Data provided
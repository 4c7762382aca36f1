pub mod config;
pub mod db;
pub mod handlers;
pub mod state;

use agent_economy_common::db as common_db;
use axum::routing::{get, post};
use axum::Router;
use state::AppState;
use tower_http::limit::RequestBodyLimitLayer;
use tower_http::trace::TraceLayer;

pub fn build_router(state: AppState, max_body_bytes: usize) -> Router {
    Router::new()
        .route("/agents", post(handlers::register_agent).get(handlers::list_agents))
        .route("/agents/:agent_id", get(handlers::get_agent))
        .route("/verify", post(handlers::verify_envelope))
        .route("/health", get(handlers::health))
        .layer(RequestBodyLimitLayer::new(max_body_bytes))
        .layer(TraceLayer::new_for_http())
        .with_state(state)
}

pub async fn run(cfg: config::Config) -> anyhow::Result<()> {
    let pools = common_db::open(&cfg.database_path)
        .await
        .map_err(anyhow::Error::msg)?;
    db::migrate(&pools.writer).await?;

    let state = AppState::new(pools);
    let app = build_router(state, cfg.max_body_bytes);

    let addr = format!("{}:{}", cfg.bind_addr, cfg.port);
    let listener = tokio::net::TcpListener::bind(&addr).await?;
    tracing::info!(addr = %addr, "identity service listening");

    axum::serve(listener, app)
        .with_graceful_shutdown(shutdown_signal())
        .await?;
    Ok(())
}

async fn shutdown_signal() {
    let _ = tokio::signal::ctrl_c().await;
}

What is being asked
Reproduce the entries exactly, starting at their first line and stopping after the line with "let app = build_router(state, cfg.max_body_bytes);".

Answer box
repository 4c7762382aca36f1
pub mod config;
pub mod db;
pub mod handlers;
pub mod state;

use agent_economy_common::db as common_db;
use axum::routing::{get, post};
use axum::Router;
use state::AppState;
use tower_http::limit::RequestBodyLimitLayer;
use tower_http::trace::TraceLayer;

pub fn build_router(state: AppState, max_body_bytes: usize) -> Router {
    Router::new()
        .route("/agents", post(handlers::register_agent).get(handlers::list_agents))
        .route("/agents/:agent_id", get(handlers::get_agent))
        .route("/verify", post(handlers::verify_envelope))
        .route("/health", get(handlers::health))
        .layer(RequestBodyLimitLayer::new(max_body_bytes))
        .layer(TraceLayer::new_for_http())
        .with_state(state)
}

pub async fn run(cfg: config::Config) -> anyhow::Result<()> {
    let pools = common_db::open(&cfg.database_path)
        .await
        .map_err(anyhow::Error::msg)?;
    db::migrate(&pools.writer).await?;

    let state = AppState::new(pools);
    let app = build_router(state, cfg.max_body_bytes);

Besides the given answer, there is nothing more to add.